1) To understand how the muscle spindle senses muscle stretch and how the sensitivity of muscle spindle afferents are controlled.

2) To understand how environmental conditions and/or disease states impair the function of the muscle spindle.

Main Experimental Techniques

Electrophysiology

  • Involves muscle extraction and collecting neural data through stretching the muscle (EDL) to 3 different lengths and recording any neural activity sent through the sciatic nerve

Behavior Assays

  • Ladder walking assay; the animal model walks across a series of rungs, and any missteps or gait issues are noted
  • Inverted screen assay; the animal model is placed on a screen which is inverted for two minutes. The time it takes for the animal to fall is noted.
  • Wire hanging assay; the animal model is suspended on a wire, and the respective drop times are noted.

Current Research

  • Muscle proprioceptor function and behavior comparisons in Angelman Syndrome (AS) mouse models
  • Behavior assays are done to examine any differences in gait/slipups/drop times between mice with or without the maternal loss of Ube3a.
  • Electrophysiology is done with the EDL and sciatic nerve of mice with the paternal (control) or maternal (AS experiment) loss of Ube3a. Any exhibited neural data comparisons are noted.
  • The role of voltage gated sodium channel subtypes in muscle spindle afferent (MSA) function
  • Muscle spindle afferent functions enable proprioceptive function, and different voltage gated sodium (Nav) channels are involved. We are interested in examining the different functions these Nav channels play in MSA function, and whether they may differ by age. Specific channels of interest are Nav1.6, Nav1.1, and Nav1.2.
  • The impact of chemotherapy drugs on behavioral motor function and CIPN (chemotherapy induced peripheral neuropathy)
    • CIPN is peripheral nerve damage that results as a side effect from chemotherapy treatments and can impact motor and sensory functions.
    • We examine the gait and drop time differences in animal models with or without chemotherapy drugs (saline vs. PTX) through the ladder and inverted screen assays.
    • Immunohistochemistry is then performed on the paws to note any nerve damage.

Past Research

  • Control of gamma motor neuron activity using optogenetics

We are currently developing an optogenetics technique to study the gamma motor neurons that innervate the muscle spindle and are vital for motor control. The length of the muscle spindle is controlled by gamma motor neurons innervating the intrafusal muscle fibers of the spindle. However, it has been challenging to study the gamma motor neurons since it is hard to specifically stimulate the small gamma but not the larger alpha motor neurons that control the force generating extrafusal fibers using electrical stimulation.  We express the blue light activated channelrhodopsin2 (ChR2) in ChAT positive motor neurons and use lower optical intensities of light to recruit the small gamma motor neurons first. We plan to use this technique to study gamma motor neuron function in vitro. This tool will also allow us to assay intrafusal fiber function in disease states.
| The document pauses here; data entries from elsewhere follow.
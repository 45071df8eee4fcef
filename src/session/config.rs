//! Session Configuration
//!
//! Read once at startup from the environment:
//!
//! | Variable              | Meaning                            | Default      |
//! |-----------------------|------------------------------------|--------------|
//! | `ROTATION_SEED`       | Tie-break seed (u64)               | OS entropy   |
//! | `ROTATION_STORE_PATH` | JSON roster file                   | in-memory    |
//! | `ROTATION_COURTS`     | Courts available                   | 4            |
//! | `ROTATION_SKILL_BAND` | Max skill spread inside a group    | 2            |

use std::path::PathBuf;
use std::str::FromStr;
use tracing::warn;

use crate::rotation::orchestrator::RotationConfig;

/// Session configuration.
#[derive(Clone, Debug, Default, PartialEq, Eq)]
pub struct SessionConfig {
    /// Fixed tie-break seed. If None, one is drawn from OS entropy.
    pub seed: Option<u64>,
    /// Roster file. If None, the caller supplies a store.
    pub store_path: Option<PathBuf>,
    /// Round-building parameters.
    pub rotation: RotationConfig,
}

impl SessionConfig {
    /// Create config from environment variables.
    ///
    /// Unparseable values are logged and replaced by their defaults.
    pub fn from_env() -> Self {
        Self::from_lookup(|key| std::env::var(key).ok())
    }

    /// Create config from an arbitrary key lookup.
    pub fn from_lookup<F>(lookup: F) -> Self
    where
        F: Fn(&str) -> Option<String>,
    {
        let defaults = RotationConfig::default();

        let courts = parse_var(&lookup, "ROTATION_COURTS")
            .filter(|&c: &usize| {
                if c == 0 {
                    warn!("ROTATION_COURTS must be at least 1; using default");
                }
                c > 0
            })
            .unwrap_or(defaults.courts);

        Self {
            seed: parse_var(&lookup, "ROTATION_SEED"),
            store_path: lookup("ROTATION_STORE_PATH")
                .filter(|s| !s.trim().is_empty())
                .map(PathBuf::from),
            rotation: RotationConfig {
                courts,
                skill_band: parse_var(&lookup, "ROTATION_SKILL_BAND").unwrap_or(defaults.skill_band),
            },
        }
    }
}

fn parse_var<F, T>(lookup: &F, key: &str) -> Option<T>
where
    F: Fn(&str) -> Option<String>,
    T: FromStr,
{
    let raw = lookup(key)?;
    match raw.trim().parse() {
        Ok(v) => Some(v),
        Err(_) => {
            warn!(key, value = %raw, "ignoring unparseable setting");
            None
        }
    }
}

#[cfg(test)]
mod tests {
    use super::*;
    use std::collections::BTreeMap;

    fn config_from(pairs: &[(&str, &str)]) -> SessionConfig {
        let vars: BTreeMap<String, String> = pairs
            .iter()
            .map(|(k, v)| (k.to_string(), v.to_string()))
            .collect();
        SessionConfig::from_lookup(|key| vars.get(key).cloned())
    }

    #[test]
    fn test_defaults() {
        let config = config_from(&[]);
        assert_eq!(config, SessionConfig::default());
        assert_eq!(config.rotation.courts, 4);
        assert_eq!(config.rotation.skill_band, 2);
    }

    #[test]
    fn test_all_set() {
        let config = config_from(&[
            ("ROTATION_SEED", "42"),
            ("ROTATION_STORE_PATH", "/tmp/players.json"),
            ("ROTATION_COURTS", "3"),
            ("ROTATION_SKILL_BAND", " 1 "),
        ]);
        assert_eq!(config.seed, Some(42));
        assert_eq!(config.store_path, Some(PathBuf::from("/tmp/players.json")));
        assert_eq!(config.rotation, RotationConfig { courts: 3, skill_band: 1 });
    }

    #[test]
    fn test_invalid_values_fall_back() {
        let config = config_from(&[
            ("ROTATION_SEED", "not-a-number"),
            ("ROTATION_STORE_PATH", "  "),
            ("ROTATION_COURTS", "0"),
            ("ROTATION_SKILL_BAND", "-1"),
        ]);
        assert_eq!(config, SessionConfig::default());
    }
}
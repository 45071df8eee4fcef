//! # Court Rotation
//!
//! Fair bench rotation and skill-balanced doubles matchmaking for
//! multi-court racket-sport sessions.
//!
//! ## Architecture
//!
//! ```text
//! ┌─────────────────────────────────────────────────────────────┐
//! │                      COURT ROTATION                          │
//! ├─────────────────────────────────────────────────────────────┤
//! │  core/           - Deterministic primitives                  │
//! │  ├── rng.rs      - Seeded Xorshift128+ tie-breaker           │
//! │  └── hash.rs     - Round hashing for replay checks           │
//! │                                                              │
//! │  rotation/       - Matchmaking (deterministic)               │
//! │  ├── player.rs   - Player snapshots                          │
//! │  ├── history.rs  - Teammate history, last bench              │
//! │  ├── selector.rs - Who plays, who sits                       │
//! │  ├── grouper.rs  - Courts of four by skill band              │
//! │  ├── splitter.rs - Two teams of two per court                │
//! │  ├── round.rs    - Rounds, matches, persistence deltas       │
//! │  └── orchestrator.rs - One round at a time                   │
//! │                                                              │
//! │  session/        - Plumbing (stateful, does I/O)             │
//! │  ├── config.rs   - Environment configuration                 │
//! │  ├── store.rs    - Player store trait + backends             │
//! │  └── session.rs  - Court session driver                      │
//! └─────────────────────────────────────────────────────────────┘
//! ```
//!
//! ## Determinism Guarantee
//!
//! The `core/` and `rotation/` modules never read the clock for decisions,
//! never iterate a `HashMap`, and draw all randomness from a seeded
//! [`DeterministicRng`]. Given the same roster, counters and seed, every
//! round comes out the same.

#![warn(missing_docs)]
#![warn(clippy::all)]
#![deny(unsafe_code)]

pub mod core;
pub mod rotation;
pub mod session;

// Re-export commonly used types
pub use crate::core::rng::{DeterministicRng, TieBreaker};
pub use rotation::{
    Player, PlayerId, Gender, Match, Round, RoundOutcome, PersistenceDeltas,
    RoundOrchestrator, RotationConfig, RotationError,
};
pub use session::{CourtSession, PlayerStore, SessionConfig, SessionError, StoreError};

/// Crate version
pub const VERSION: &str = env!("CARGO_PKG_VERSION");

/// Players per court (two teams of two).
pub const COURT_SIZE: usize = 4;

/// Fewest present players that can make a round.
pub const MIN_PLAYERS: usize = COURT_SIZE;

/// Default number of courts (16 players on court).
pub const DEFAULT_COURTS: usize = 4;

/// Default skill band: widest max-min spread inside a group.
pub const DEFAULT_SKILL_BAND: u32 = 2;
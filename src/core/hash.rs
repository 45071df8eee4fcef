//! Round Hashing for Verification
//!
//! Provides deterministic hashing of built rounds for:
//! - Replay validation (same seed + same roster = same hash)
//! - Compact round fingerprints in logs

use sha2::{Sha256, Digest};

/// Hash output type (256 bits / 32 bytes)
pub type StateHash = [u8; 32];

/// Deterministic hasher for rotation state.
///
/// Wraps SHA-256 with helpers for the integer types the rotation uses.
/// Order of updates is critical for determinism.
pub struct StateHasher {
    hasher: Sha256,
}

impl StateHasher {
    /// Create a new hasher with domain separator.
    pub fn new(domain: &[u8]) -> Self {
        let mut hasher = Sha256::new();
        hasher.update(domain);
        Self { hasher }
    }

    /// Create hasher for a built round.
    pub fn for_round() -> Self {
        Self::new(b"COURT_ROTATION_ROUND_V1")
    }

    /// Create hasher for teammate history.
    pub fn for_history() -> Self {
        Self::new(b"COURT_ROTATION_HISTORY_V1")
    }

    /// Update with a u32 value (little-endian).
    #[inline]
    pub fn update_u32(&mut self, value: u32) {
        self.hasher.update(value.to_le_bytes());
    }

    /// Update with a UUID (16 bytes).
    #[inline]
    pub fn update_uuid(&mut self, uuid: &[u8; 16]) {
        self.hasher.update(uuid);
    }

    /// Update with a length-prefixed collection marker.
    ///
    /// Keeps `[a, b] [c]` and `[a] [b, c]` from hashing identically.
    #[inline]
    pub fn update_len(&mut self, len: usize) {
        self.update_u32(len as u32);
    }

    /// Finalize and return the hash.
    pub fn finalize(self) -> StateHash {
        self.hasher.finalize().into()
    }
}

/// Compute a round hash.
///
/// This function is called by `Round::compute_hash()`.
/// The closure adds the round-specific data.
pub fn compute_round_hash<F>(round: u32, add_state: F) -> StateHash
where
    F: FnOnce(&mut StateHasher),
{
    let mut hasher = StateHasher::for_round();

    // Always hash the round number first
    hasher.update_u32(round);

    add_state(&mut hasher);

    hasher.finalize()
}

// =============================================================================
// TESTS
// =============================================================================

#[cfg(test)]
mod tests {
    use super::*;

    #[test]
    fn test_hasher_determinism() {
        let mut h1 = StateHasher::for_round();
        let mut h2 = StateHasher::for_round();

        h1.update_u32(12345);
        h1.update_len(3);
        h2.update_u32(12345);
        h2.update_len(3);

        assert_eq!(h1.finalize(), h2.finalize());
    }

    #[test]
    fn test_domain_separation() {
        let mut round = StateHasher::for_round();
        let mut history = StateHasher::for_history();
        round.update_u32(7);
        history.update_u32(7);
        assert_ne!(round.finalize(), history.finalize());
    }

    #[test]
    fn test_length_prefix_changes_hash() {
        let a = compute_round_hash(1, |h| {
            h.update_len(2);
            h.update_u32(1);
            h.update_u32(2);
            h.update_len(1);
            h.update_u32(3);
        });
        let b = compute_round_hash(1, |h| {
            h.update_len(1);
            h.update_u32(1);
            h.update_len(2);
            h.update_u32(2);
            h.update_u32(3);
        });
        assert_ne!(a, b);
    }

    #[test]
    fn test_round_number_is_hashed() {
        let a = compute_round_hash(1, |_| {});
        let b = compute_round_hash(2, |_| {});
        assert_ne!(a, b);
    }
}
  • Modulation of muscle spindle afferent excitability by glutamate 

Synaptic-like vesicles containing glutamate are found within muscle spindle afferent peripheral nerve endings. These vesicles are released in an activity dependent manner, with an increase in vesicle release following multiple stretches or high frequency vibration. This glutamate is thought to increase afferent sensitivity to stretch as exogenous glutamate can increase whole nerve firing rate during stretch. However, the effect on individual afferents has not been determined. We are characterizing the precise role of glutamate in the functioning of muscle spindle afferents, the sensory neurons responsible for proprioception or the ability to sense one’s body position. Currently, we are directly recording afferent activity and stretch response in muscles from both wild-type mice and those lacking a copy of the vesicular glutamate transporter 1 (VGLUT1) gene. Since the VGLUT1 gene encodes for a protein needed for glutamate packaging and release, we expect to see altered or aberrant stretch response in the afferents of mice that lack a single copy of this gene. Through direct recordings we hope to deepen our understanding of the role of glutamate in proprioception.